» **Work to complete**
Report how many lines below contain the word "sent", giving the number and no other words.

═══ Records provided ═══

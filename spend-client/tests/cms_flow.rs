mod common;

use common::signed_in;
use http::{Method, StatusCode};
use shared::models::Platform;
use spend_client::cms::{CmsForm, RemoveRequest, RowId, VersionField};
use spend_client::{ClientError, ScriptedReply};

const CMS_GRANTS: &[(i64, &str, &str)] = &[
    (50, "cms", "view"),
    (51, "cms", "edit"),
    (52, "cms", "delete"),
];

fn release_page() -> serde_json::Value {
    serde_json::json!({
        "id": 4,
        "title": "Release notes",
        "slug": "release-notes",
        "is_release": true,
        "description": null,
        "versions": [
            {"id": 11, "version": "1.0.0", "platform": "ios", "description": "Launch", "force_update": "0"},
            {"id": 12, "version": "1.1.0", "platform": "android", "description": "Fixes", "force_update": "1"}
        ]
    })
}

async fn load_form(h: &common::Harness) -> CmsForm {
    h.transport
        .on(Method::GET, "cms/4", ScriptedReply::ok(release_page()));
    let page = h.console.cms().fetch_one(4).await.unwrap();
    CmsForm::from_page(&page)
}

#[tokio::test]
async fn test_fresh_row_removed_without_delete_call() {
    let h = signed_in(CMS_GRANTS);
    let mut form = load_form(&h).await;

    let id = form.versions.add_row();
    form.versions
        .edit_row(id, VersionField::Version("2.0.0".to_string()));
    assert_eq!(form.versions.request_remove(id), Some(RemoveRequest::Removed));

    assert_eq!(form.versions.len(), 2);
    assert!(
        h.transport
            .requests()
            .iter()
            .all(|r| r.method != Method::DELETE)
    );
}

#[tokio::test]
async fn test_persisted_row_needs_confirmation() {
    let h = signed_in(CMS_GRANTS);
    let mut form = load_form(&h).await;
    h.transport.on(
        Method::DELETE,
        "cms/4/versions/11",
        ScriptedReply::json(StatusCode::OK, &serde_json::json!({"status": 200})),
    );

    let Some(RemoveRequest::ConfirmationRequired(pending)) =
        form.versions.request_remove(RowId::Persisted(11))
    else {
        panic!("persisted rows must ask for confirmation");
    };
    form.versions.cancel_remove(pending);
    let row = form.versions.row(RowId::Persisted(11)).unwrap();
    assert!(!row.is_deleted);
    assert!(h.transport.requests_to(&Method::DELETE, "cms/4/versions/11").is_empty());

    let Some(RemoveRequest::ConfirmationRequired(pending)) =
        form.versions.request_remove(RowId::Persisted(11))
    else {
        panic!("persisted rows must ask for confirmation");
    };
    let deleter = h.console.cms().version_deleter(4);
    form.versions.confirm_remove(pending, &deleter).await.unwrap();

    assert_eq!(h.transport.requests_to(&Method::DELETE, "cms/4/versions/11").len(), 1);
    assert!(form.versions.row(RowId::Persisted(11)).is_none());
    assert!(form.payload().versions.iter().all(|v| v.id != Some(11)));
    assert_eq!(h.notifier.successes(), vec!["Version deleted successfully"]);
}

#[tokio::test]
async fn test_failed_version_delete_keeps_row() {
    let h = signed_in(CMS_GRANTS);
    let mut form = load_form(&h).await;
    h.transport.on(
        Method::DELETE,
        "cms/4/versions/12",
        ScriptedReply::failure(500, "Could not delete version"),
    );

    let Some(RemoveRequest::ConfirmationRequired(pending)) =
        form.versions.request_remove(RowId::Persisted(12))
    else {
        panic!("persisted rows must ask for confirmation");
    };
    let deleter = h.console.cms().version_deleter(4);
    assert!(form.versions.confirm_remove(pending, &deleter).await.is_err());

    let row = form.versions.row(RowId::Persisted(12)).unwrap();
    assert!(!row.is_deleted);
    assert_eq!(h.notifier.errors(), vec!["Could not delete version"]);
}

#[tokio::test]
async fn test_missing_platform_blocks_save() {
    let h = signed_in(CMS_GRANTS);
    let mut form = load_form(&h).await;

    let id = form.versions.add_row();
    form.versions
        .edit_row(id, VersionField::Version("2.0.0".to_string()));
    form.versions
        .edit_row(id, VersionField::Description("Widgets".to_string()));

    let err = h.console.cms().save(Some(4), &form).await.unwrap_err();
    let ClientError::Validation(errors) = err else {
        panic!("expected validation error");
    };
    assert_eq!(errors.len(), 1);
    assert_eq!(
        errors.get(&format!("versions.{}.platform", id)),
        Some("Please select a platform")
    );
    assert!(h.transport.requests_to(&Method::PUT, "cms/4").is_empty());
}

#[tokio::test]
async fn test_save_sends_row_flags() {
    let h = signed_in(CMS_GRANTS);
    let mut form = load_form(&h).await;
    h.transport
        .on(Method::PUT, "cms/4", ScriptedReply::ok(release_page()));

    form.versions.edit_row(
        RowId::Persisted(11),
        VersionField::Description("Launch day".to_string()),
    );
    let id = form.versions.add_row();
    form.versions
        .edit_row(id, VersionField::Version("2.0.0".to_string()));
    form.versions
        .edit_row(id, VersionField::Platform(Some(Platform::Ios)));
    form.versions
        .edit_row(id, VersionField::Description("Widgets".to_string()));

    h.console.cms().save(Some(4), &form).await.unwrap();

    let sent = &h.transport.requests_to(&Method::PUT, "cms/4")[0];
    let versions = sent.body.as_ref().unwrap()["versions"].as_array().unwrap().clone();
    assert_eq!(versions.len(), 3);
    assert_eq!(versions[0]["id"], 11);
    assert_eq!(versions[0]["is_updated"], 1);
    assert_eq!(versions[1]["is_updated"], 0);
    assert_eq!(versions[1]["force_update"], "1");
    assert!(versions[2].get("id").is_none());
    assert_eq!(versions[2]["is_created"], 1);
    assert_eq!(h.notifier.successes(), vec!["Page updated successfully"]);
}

═══

» **Your solution**
2